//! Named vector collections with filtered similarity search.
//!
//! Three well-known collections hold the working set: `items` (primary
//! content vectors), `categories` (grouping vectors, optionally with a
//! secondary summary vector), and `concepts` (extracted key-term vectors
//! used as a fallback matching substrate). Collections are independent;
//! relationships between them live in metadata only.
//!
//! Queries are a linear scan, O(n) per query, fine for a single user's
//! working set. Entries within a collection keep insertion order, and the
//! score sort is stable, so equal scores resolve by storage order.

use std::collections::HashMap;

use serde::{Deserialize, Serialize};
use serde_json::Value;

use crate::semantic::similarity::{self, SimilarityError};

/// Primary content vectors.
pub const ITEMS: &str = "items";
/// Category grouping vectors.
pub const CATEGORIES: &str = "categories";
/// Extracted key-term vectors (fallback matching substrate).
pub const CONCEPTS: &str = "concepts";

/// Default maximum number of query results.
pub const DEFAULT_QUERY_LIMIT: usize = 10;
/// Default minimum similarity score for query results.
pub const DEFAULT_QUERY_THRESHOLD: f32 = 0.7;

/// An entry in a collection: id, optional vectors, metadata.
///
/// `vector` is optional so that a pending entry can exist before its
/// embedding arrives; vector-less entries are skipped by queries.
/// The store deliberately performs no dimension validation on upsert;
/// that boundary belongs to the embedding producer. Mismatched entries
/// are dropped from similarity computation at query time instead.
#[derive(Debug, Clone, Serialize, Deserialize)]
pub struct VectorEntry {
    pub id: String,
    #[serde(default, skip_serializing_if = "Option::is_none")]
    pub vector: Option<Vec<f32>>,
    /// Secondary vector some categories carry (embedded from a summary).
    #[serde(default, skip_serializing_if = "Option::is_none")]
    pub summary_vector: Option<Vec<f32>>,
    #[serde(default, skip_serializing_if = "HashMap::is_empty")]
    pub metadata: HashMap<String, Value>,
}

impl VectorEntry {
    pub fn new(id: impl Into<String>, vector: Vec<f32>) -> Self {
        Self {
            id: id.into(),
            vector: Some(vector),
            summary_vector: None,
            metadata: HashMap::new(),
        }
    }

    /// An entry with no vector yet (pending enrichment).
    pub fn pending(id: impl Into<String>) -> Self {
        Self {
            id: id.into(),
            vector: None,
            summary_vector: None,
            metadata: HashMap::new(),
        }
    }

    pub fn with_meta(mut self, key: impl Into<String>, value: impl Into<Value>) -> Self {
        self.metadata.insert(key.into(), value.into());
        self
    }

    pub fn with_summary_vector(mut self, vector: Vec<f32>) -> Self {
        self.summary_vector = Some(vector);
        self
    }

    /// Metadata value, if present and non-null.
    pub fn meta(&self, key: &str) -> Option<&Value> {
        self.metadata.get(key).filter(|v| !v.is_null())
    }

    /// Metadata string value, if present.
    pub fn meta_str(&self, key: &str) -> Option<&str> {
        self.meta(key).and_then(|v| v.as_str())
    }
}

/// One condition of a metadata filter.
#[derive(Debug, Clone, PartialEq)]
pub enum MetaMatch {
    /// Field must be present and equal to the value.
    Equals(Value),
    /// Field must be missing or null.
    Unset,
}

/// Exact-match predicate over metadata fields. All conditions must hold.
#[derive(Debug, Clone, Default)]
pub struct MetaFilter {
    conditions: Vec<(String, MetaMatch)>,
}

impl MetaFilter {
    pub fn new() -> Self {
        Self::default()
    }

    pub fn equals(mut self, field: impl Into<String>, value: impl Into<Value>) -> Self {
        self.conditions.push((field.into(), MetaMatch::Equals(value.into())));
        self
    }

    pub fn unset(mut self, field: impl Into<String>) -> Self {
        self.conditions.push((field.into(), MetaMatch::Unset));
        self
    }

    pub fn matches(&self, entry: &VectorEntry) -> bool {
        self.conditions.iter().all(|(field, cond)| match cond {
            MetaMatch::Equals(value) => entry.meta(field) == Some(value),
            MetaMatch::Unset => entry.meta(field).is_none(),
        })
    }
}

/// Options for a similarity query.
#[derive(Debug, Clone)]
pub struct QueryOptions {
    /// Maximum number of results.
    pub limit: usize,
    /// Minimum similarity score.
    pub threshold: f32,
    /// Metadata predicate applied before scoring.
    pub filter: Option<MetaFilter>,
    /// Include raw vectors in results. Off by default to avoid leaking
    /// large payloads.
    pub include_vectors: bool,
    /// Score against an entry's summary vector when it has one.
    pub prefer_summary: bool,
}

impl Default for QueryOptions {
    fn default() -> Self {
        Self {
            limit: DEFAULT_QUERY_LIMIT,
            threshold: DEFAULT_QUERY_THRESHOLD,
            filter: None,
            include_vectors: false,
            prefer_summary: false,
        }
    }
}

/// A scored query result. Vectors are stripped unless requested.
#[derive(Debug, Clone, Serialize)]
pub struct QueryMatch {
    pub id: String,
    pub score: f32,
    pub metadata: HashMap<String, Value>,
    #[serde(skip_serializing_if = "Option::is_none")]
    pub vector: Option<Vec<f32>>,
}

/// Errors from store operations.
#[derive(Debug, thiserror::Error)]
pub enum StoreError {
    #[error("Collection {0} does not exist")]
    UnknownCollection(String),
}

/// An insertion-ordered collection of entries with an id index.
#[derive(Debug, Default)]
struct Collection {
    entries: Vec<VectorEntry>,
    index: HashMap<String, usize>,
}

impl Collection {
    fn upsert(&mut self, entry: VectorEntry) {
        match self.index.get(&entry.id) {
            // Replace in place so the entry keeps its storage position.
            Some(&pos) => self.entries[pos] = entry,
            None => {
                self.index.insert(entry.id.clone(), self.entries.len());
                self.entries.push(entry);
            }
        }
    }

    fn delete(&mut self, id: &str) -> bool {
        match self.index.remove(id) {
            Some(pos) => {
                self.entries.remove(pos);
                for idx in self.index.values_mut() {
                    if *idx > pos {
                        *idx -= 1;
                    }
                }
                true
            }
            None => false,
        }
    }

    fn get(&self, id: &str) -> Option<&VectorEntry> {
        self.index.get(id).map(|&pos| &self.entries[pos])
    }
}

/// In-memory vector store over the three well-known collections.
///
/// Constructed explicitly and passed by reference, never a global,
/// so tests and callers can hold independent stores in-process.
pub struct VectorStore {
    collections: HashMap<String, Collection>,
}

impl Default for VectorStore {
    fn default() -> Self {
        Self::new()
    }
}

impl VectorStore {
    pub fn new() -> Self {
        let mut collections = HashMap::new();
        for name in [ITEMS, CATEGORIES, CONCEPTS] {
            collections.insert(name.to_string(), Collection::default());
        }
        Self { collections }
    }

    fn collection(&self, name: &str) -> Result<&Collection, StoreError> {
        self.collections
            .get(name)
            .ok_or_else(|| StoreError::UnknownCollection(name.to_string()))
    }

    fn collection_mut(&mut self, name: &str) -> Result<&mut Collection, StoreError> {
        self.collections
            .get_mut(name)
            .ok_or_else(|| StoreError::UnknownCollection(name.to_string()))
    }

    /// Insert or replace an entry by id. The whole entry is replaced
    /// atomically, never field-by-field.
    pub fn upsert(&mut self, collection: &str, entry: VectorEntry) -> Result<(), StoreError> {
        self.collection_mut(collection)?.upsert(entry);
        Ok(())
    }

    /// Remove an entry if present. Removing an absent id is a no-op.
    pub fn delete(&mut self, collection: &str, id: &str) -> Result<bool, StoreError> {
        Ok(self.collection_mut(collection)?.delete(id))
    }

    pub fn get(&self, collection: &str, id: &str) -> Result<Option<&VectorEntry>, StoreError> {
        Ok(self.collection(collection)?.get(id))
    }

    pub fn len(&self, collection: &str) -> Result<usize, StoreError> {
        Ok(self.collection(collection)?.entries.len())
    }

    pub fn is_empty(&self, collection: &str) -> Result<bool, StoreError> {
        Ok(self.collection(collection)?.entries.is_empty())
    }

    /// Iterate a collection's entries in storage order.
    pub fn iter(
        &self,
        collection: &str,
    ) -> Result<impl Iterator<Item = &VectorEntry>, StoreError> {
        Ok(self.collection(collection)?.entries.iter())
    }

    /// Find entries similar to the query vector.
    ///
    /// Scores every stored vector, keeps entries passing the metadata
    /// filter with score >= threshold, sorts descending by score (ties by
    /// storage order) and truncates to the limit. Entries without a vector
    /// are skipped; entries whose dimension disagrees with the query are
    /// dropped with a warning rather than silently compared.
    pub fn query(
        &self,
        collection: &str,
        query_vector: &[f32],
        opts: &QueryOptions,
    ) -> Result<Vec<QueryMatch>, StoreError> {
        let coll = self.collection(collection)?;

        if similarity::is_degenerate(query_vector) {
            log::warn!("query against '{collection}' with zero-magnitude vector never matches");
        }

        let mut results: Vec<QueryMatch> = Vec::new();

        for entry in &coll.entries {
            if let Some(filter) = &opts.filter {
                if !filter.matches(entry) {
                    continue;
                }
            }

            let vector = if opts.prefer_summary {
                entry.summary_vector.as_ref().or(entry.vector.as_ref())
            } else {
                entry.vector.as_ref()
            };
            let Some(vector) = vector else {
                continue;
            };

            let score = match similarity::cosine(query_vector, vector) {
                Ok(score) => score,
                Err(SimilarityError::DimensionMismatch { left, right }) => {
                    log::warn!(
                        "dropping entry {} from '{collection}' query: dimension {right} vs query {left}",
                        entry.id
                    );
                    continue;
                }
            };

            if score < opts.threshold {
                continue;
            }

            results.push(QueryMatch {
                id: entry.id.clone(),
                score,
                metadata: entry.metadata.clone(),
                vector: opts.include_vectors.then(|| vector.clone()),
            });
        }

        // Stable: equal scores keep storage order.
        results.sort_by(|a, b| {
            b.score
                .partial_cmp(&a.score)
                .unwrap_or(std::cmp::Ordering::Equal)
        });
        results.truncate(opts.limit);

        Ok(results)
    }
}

____

> WHAT YOU SHOULD DO
Set down each line exactly as it appears, starting at the top of the data and ending at the line containing "for query results.", and include no other lines.

> YOUR SOLUTION
//! Named vector collections with filtered similarity search.
//!
//! Three well-known collections hold the working set: `items` (primary
//! content vectors), `categories` (grouping vectors, optionally with a
//! secondary summary vector), and `concepts` (extracted key-term vectors
//! used as a fallback matching substrate). Collections are independent;
//! relationships between them live in metadata only.
//!
//! Queries are a linear scan, O(n) per query, fine for a single user's
//! working set. Entries within a collection keep insertion order, and the
//! score sort is stable, so equal scores resolve by storage order.

use std::collections::HashMap;

use serde::{Deserialize, Serialize};
use serde_json::Value;

use crate::semantic::similarity::{self, SimilarityError};

/// Primary content vectors.
pub const ITEMS: &str = "items";
/// Category grouping vectors.
pub const CATEGORIES: &str = "categories";
/// Extracted key-term vectors (fallback matching substrate).
pub const CONCEPTS: &str = "concepts";

/// Default maximum number of query results.
pub const DEFAULT_QUERY_LIMIT: usize = 10;
/// Default minimum similarity score for query results.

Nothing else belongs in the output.